After three months of united community effort and work, the food drive is complete. We can happily report it was a resounding success!

We exceeded our $25,000 goal by $2,000. We collected 52,000 pounds of food, which is just 3,000 pounds short of our 55,000-pound goal. But with the extra $2,000, we can purchase the remaining 3,000 pounds needed to reach our goal. So all our goals were met!

This is the second year the food drive was successfully conducted. However, this year’s success is even more remarkable because of the more severe economic problems this year.

We want to thank each and every donor that gave money and food. Payson area families reached into their pocketbook and their food baskets to give and share with their neighbors. They gave from their hearts. All of these donations will stay in the Payson area and go directly to help Payson area families.

The business community was generous in their support, donating time and services. The two Rotary clubs spent many man-hours collecting, weighing, sorting and boxing the food donations.

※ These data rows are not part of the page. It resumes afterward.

#![deny(missing_docs)]
#![doc = env!("CARGO_PKG_DESCRIPTION")]

/// Error types for I/O operations.
///
/// Defines [`IoError`] variants for file access and encoding/decoding failures.
pub mod error;

/// High-level image reading and writing functions.
///
/// Reads any raster format supported by the `image` crate and writes stills or
/// looping GIF animations.
pub mod functional;

/// Naming of the files written for a warped input.
pub mod naming;

pub use crate::error::IoError;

Also they gave a generous monetary donation.

Young people were also involved. The Boy Scouts collected food on a daily basis and transported it to the storage area. They also performed their own food drive. The high school students contributed by having a “soup kitchen” and performing their own food drives. Small children participated in the Community Winter Festival and donated over 1,000 pounds of food.

Payson churches in addition to their regular collections for those in need, worked together to increase donations. Soup-er Bowl Sunday, a drive by the churches, brought in another large collection of food.

The Roundup newspaper printed articles explaining the plight of families without jobs and income. We were able to gauge the progress of the food drive by the chart on the front page as our mascot, “Woody, the Squirrel,” progressed toward our goals. This was instrumental in keeping the community informed and involved.

KMOG radio gave many spots to advertise and assist the drive. Those periodic reminders were significant in keeping the momentum of the drive, especially after the holidays.

Because of these combined community efforts, the donations collected were significant and should fully support the food banks for the remainder of the year.

The Payson community-at-large continues to show compassion and great generosity for those in need. This food drive was successful without any government involvement, taxes or overhead costs. Yes, Payson is the “Heart of Arizona.”

We encourage the community to continue to support the food banks throughout the year with their direct contributions. Thank you, Payson, and most importantly, your neighbors, “thank you!” You did it again!